Short-term effects of low-dose estrogen/drospirenone vs low-dose estrogen/dydrogesterone on glycemic fluctuations in postmenopausal women with metabolic syndrome

This study aims to compare the effects of low-dose emidrate estradiol/drospirenone (E2/DRSP) vs low-dose emidrate estradiol/dydrogesterone (E2/DG) combination on the mean amplitude of glycemic excursions (MAGE) value in postmenopausal women affected by metabolic syndrome (MS). One hundred sixty postmenopausal women were recruited to receive a treatment with oral doses of E2/1 mg plus drospirenone/2 mg (E2/DRSP group) or oral dose of E2/1 mg plus dydrogesterone/5 mg (E2/DG group) for 6 months.
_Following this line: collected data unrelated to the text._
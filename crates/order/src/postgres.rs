use async_trait::async_trait;
use chrono::{DateTime, Utc};
use common::{AccountId, Money, OrderId, Pagination, ProductId, StoreError};
use rust_decimal::Decimal;
use sqlx::{PgPool, Row, postgres::PgRow};

use crate::model::{Order, OrderRow};
use crate::repository::OrderRepository;

const ROW_COLUMNS: &str = r#"
    SELECT o.id, o.account_id, o.created_at, o.total_price,
           op.product_id, op.quantity, op.price, op.name, op.description
    FROM orders o
    JOIN order_products op ON op.order_id = o.id
"#;

/// PostgreSQL-backed order repository.
#[derive(Clone)]
pub struct PostgresOrderRepository {
    pool: PgPool,
}

impl PostgresOrderRepository {
    /// Creates a new PostgreSQL order repository.
    pub fn new(pool: PgPool) -> Self {
        Self { pool }
    }

    /// Gets a reference to the underlying connection pool.
    pub fn pool(&self) -> &PgPool {
        &self.pool
    }

    /// Runs the database migrations.
    pub async fn run_migrations(&self) -> Result<(), StoreError> {
        sqlx::migrate!("../../migrations/order")
            .run(&self.pool)
            .await?;
        Ok(())
    }

    fn row_to_order_row(row: PgRow) -> Result<OrderRow, StoreError> {
        let quantity: i32 = row.try_get("quantity")?;
        let quantity = u32::try_from(quantity).map_err(|e| {
            StoreError::Database(sqlx::Error::ColumnDecode {
                index: "quantity".to_string(),
                source: Box::new(e),
            })
        })?;

        Ok(OrderRow {
            order_id: OrderId::new(row.try_get::<String, _>("id")?),
            account_id: AccountId::new(row.try_get::<String, _>("account_id")?),
            created_at: row.try_get::<DateTime<Utc>, _>("created_at")?,
            total_price: Money::new(row.try_get::<Decimal, _>("total_price")?.normalize()),
            product_id: ProductId::new(row.try_get::<String, _>("product_id")?),
            quantity,
            price: row
                .try_get::<Option<Decimal>, _>("price")?
                .map(|p| Money::new(p.normalize())),
            name: row.try_get("name")?,
            description: row.try_get("description")?,
        })
    }

    fn into_rows(rows: Vec<PgRow>) -> Result<Vec<OrderRow>, StoreError> {
        rows.into_iter().map(Self::row_to_order_row).collect()
    }
}

fn map_unique_violation(e: sqlx::Error, key: impl FnOnce() -> String) -> StoreError {
    if let sqlx::Error::Database(ref db_err) = e
        && db_err.is_unique_violation()
    {
        return StoreError::Conflict(key());
    }
    StoreError::Database(e)
}

#[async_trait]
impl OrderRepository for PostgresOrderRepository {
    #[tracing::instrument(skip(self, order), fields(order_id = %order.id, lines = order.line_items.len()))]
    async fn put_order(&self, order: &Order) -> Result<(), StoreError> {
        // dropping the transaction without commit rolls it back
        let mut tx = self.pool.begin().await?;

        sqlx::query(
            "INSERT INTO orders (id, account_id, created_at, total_price) VALUES ($1, $2, $3, $4)",
        )
        .bind(order.id.as_str())
        .bind(order.account_id.as_str())
        .bind(order.created_at)
        .bind(order.total_price.amount())
        .execute(&mut *tx)
        .await
        .map_err(|e| map_unique_violation(e, || order.id.to_string()))?;

        for (position, item) in order.line_items.iter().enumerate() {
            let quantity = i32::try_from(item.quantity).map_err(|_| {
                StoreError::Aborted(format!("quantity out of range for {}", item.product_id))
            })?;
            sqlx::query(
                r#"
                INSERT INTO order_products
                    (order_id, product_id, position, quantity, price, name, description)
                VALUES ($1, $2, $3, $4, $5, $6, $7)
                "#,
            )
            .bind(order.id.as_str())
            .bind(item.product_id.as_str())
            .bind(position as i32)
            .bind(quantity)
            .bind(item.price.amount())
            .bind(&item.name)
            .bind(&item.description)
            .execute(&mut *tx)
            .await
            .map_err(|e| map_unique_violation(e, || format!("{}/{}", order.id, item.product_id)))?;
        }

        tx.commit().await?;
        Ok(())
    }

    async fn rows_for_order(&self, id: &OrderId) -> Result<Vec<OrderRow>, StoreError> {
        let sql = format!("{ROW_COLUMNS} WHERE o.id = $1 ORDER BY op.position");
        let rows = sqlx::query(&sql)
            .bind(id.as_str())
            .fetch_all(&self.pool)
            .await?;
        Self::into_rows(rows)
    }

    async fn rows_for_account(&self, account_id: &AccountId) -> Result<Vec<OrderRow>, StoreError> {
        let sql =
            format!("{ROW_COLUMNS} WHERE o.account_id = $1 ORDER BY o.id DESC, op.position");
        let rows = sqlx::query(&sql)
            .bind(account_id.as_str())
            .fetch_all(&self.pool)
            .await?;
        Self::into_rows(rows)
    }

    async fn list_rows(&self, page: Pagination) -> Result<Vec<OrderRow>, StoreError> {
        let sql = format!(
            r#"{ROW_COLUMNS}
            WHERE o.id IN (SELECT id FROM orders ORDER BY id DESC OFFSET $1 LIMIT $2)
            ORDER BY o.id DESC, op.position"#
        );
        let rows = sqlx::query(&sql)
            .bind(page.offset())
            .bind(page.limit())
            .fetch_all(&self.pool)
            .await?;
        Self::into_rows(rows)
    }
}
At enrollment and after 6 months, anthropometric, metabolic, and inflammatory parameters have been assessed. MAGE, evaluated during 48-h continuous subcutaneous glucose monitoring (CSGM), allowed us to assess daily glucose fluctuations at baseline and after 6 months. After hormone therapy, both groups showed a significant decline in fasting plasma glucose levels (p < 0.05), while only E2/DRSP group showed a statistically significant decline in waist circumferences, post-prandial glycemia, LDL, plasma triglycerides, MAGE, HOMA index, and plasma IL-6 (p < 0.05) levels. In the whole population (n = 160), after 6 months of indicated therapy, changes in fasting plasma glucose and PAI-1 levels correlated with the changes in MAGE values, while only in E2/DRSP group that MAGE reduction was positively associated with a stronger decrease in waist circumferences, triglycerides, and TNF-α plasma levels. The independent effect of hormone therapy (HT) on reduction in MAGE value has been tested in three different multiple linear regression models. HT resulted to be associated with MAGE, independent of other confounding variables. Although both groups had a decline in fasting plasma glucose, only drospirenone treatment revealed positive effects on glycemic excursions and insulin sensitivity, induced favorable changes in lipid profile, and showed an improvement of inflammatory indices in postmenopausal women with MS.